Le passage de nos clubs de football amateur en clubs de football professionnel n’a pas manqué de révéler le rôle important que joue l’élément communicationnel argent-pouvoir-langage dans la dynamique des clubs de football professionnel. Ces trois éléments, de l’activité communicationnelle, seraient constitutifs du «lien social».

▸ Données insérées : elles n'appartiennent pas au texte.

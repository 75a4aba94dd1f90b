//! Signature preview bookkeeping.
//!
//! Every file selection issues a new token; a finished read is only shown
//! if its token is still the latest one, so a slow read for an abandoned
//! selection can never overwrite a newer preview.

#[derive(Debug, Clone, Copy, PartialEq, Eq)]
pub struct PreviewToken(u64);

#[derive(Debug, Default)]
pub struct PreviewTokens {
    latest: u64,
}

impl PreviewTokens {
    pub fn new() -> Self {
        Self::default()
    }

    /// Start a new request, superseding any pending one.
    pub fn issue(&mut self) -> PreviewToken {
        self.latest = self.latest.wrapping_add(1);
        PreviewToken(self.latest)
    }

    /// Drop whatever is pending without starting a new read.
    pub fn invalidate(&mut self) {
        self.issue();
    }

    pub fn is_current(&self, token: PreviewToken) -> bool {
        token.0 == self.latest
    }
}

/// Whether a file's declared MIME type is an image.
pub fn is_image_type(mime: &str) -> bool {
    mime.trim().to_ascii_lowercase().starts_with("image/")
}

#[cfg(test)]
mod tests {
    use super::*;

    #[test]
    fn latest_token_wins() {
        let mut tokens = PreviewTokens::new();
        let first = tokens.issue();
        let second = tokens.issue();
        assert!(!tokens.is_current(first));
        assert!(tokens.is_current(second));
    }

    #[test]
    fn invalidate_drops_pending_read() {
        let mut tokens = PreviewTokens::new();
        let pending = tokens.issue();
        tokens.invalidate();
        assert!(!tokens.is_current(pending));
    }

    #[test]
    fn image_types() {
        assert!(is_image_type("image/png"));
        assert!(is_image_type("image/jpeg"));
        assert!(is_image_type("IMAGE/GIF"));
        assert!(!is_image_type("application/pdf"));
        assert!(!is_image_type(""));
    }
}
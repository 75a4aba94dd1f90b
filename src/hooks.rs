//! Small helpers for finding elements and hooking DOM events.

use crate::error::UiError;
use futures::channel::oneshot;
use std::cell::RefCell;
use std::rc::Rc;
use wasm_bindgen::prelude::*;
use wasm_bindgen::JsCast;
use web_sys::{Document, Element, Event, EventTarget, File, FileReader, NodeList};

/// Element with `id`, if present and of type `T`.
pub fn by_id<T: JsCast>(doc: &Document, id: &str) -> Option<T> {
    doc.get_element_by_id(id)?.dyn_into::<T>().ok()
}

fn collect<T: JsCast>(list: NodeList) -> Vec<T> {
    (0..list.length())
        .filter_map(|i| list.get(i))
        .filter_map(|node| node.dyn_into::<T>().ok())
        .collect()
}

/// All elements in the document matching `selector`, in document order.
pub fn query_all<T: JsCast>(doc: &Document, selector: &str) -> Vec<T> {
    match doc.query_selector_all(selector) {
        Ok(list) => collect(list),
        Err(_) => Vec::new(),
    }
}

/// All descendants of `root` matching `selector`.
pub fn query_all_in<T: JsCast>(root: &Element, selector: &str) -> Vec<T> {
    match root.query_selector_all(selector) {
        Ok(list) => collect(list),
        Err(_) => Vec::new(),
    }
}

pub fn query_one<T: JsCast>(doc: &Document, selector: &str) -> Option<T> {
    doc.query_selector(selector).ok()??.dyn_into::<T>().ok()
}

/// `.class[attr="value"]`
pub fn keyed_selector(class: &str, attribute: &str, value: &str) -> String {
    format!(".{}[{}=\"{}\"]", class, attribute, value.replace('"', "\\\""))
}

/// Register `handler` for `kind` events on `target` for the page's lifetime.
///
/// The event is handed over already cast to `E`; pick the interface the
/// event type actually has (`ClipboardEvent` for `paste`, and so on).
pub fn listen<E, F>(target: &EventTarget, kind: &str, mut handler: F) -> Result<(), UiError>
where
    E: JsCast + 'static,
    F: FnMut(E) + 'static,
{
    let callback = Closure::<dyn FnMut(Event)>::wrap(Box::new(move |event: Event| {
        handler(event.unchecked_into::<E>());
    }));
    target.add_event_listener_with_callback(
        kind,
        callback.as_ref().unchecked_ref::<js_sys::Function>(),
    )?;
    // Listeners are never removed; the closure lives as long as the page.
    callback.forget();
    Ok(())
}

/// Read `file` as a `data:` URL.
pub async fn read_as_data_url(file: &File) -> Result<String, UiError> {
    let reader = FileReader::new()?;
    let (tx, rx) = oneshot::channel::<Result<String, UiError>>();
    let tx = Rc::new(RefCell::new(Some(tx)));

    let onload = {
        let reader = reader.clone();
        let tx = tx.clone();
        Closure::<dyn FnMut(Event)>::wrap(Box::new(move |_: Event| {
            let result = reader
                .result()
                .map_err(UiError::from)
                .and_then(|value| {
                    value
                        .as_string()
                        .ok_or_else(|| UiError::Js("FileReader result is not a string".into()))
                });
            if let Some(tx) = tx.borrow_mut().take() {
                let _ = tx.send(result);
            }
        }))
    };
    let onerror = {
        let tx = tx.clone();
        Closure::<dyn FnMut(Event)>::wrap(Box::new(move |_: Event| {
            if let Some(tx) = tx.borrow_mut().take() {
                let _ = tx.send(Err(UiError::Js("FileReader failed".into())));
            }
        }))
    };
    reader.set_onload(Some(onload.as_ref().unchecked_ref()));
    reader.set_onerror(Some(onerror.as_ref().unchecked_ref()));
    reader.read_as_data_url(file)?;

    let outcome = rx
        .await
        .unwrap_or_else(|_| Err(UiError::Js("file read was dropped".into())));

    reader.set_onload(None);
    reader.set_onerror(None);
    outcome
}

#[cfg(test)]
mod tests {
    use super::*;

    #[test]
    fn keyed_selector_formats_attribute_match() {
        assert_eq!(
            keyed_selector("total-warning", "data-table", "admin_trainers"),
            ".total-warning[data-table=\"admin_trainers\"]"
        );
    }

    #[test]
    fn keyed_selector_escapes_quotes() {
        assert_eq!(keyed_selector("x", "data-table", "a\"b"), ".x[data-table=\"a\\\"b\"]");
    }
}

En effet, parmi les activités permettant de lutter contre la déperdition du «lien social», le club de football professionnel apparaît, idéologiquement, comme un espace original pour l’apprentissage et l’obéissance à des règles, des normes et des valeurs. Lieu idéal dont use une société pour proposer au monde sa «performance sportive » ; le club joue un rôle-phare dans la construction du vivre-ensemble. Il nous donne l’image d’une collectivité, qui est «en train de se faire». Par son biais, la communauté, qui d’ordinaire est invisible, prend figure et parvient à se rencontrer avec elle-même. S’interroger sur le modèle de développement du football professionnel algérien consisterait donc à analyser les rapports entretenus par le triptyque communicationnel argent-pouvoir- langage, dans le fonctionnement de nos clubs de football professionnel. Car le problème qui se pose, aujourd’hui, dans les clubs de football professionnel est de situer des barrières à ne pas franchir (un seuil à ne pas dépasser), concernant ces trois éléments de l’activité communicationnelle, sous peine de pervertir le «lien social» et de briser par là même l’enchantement du spectacle sportif en tant que facteur d’identification et d’identité.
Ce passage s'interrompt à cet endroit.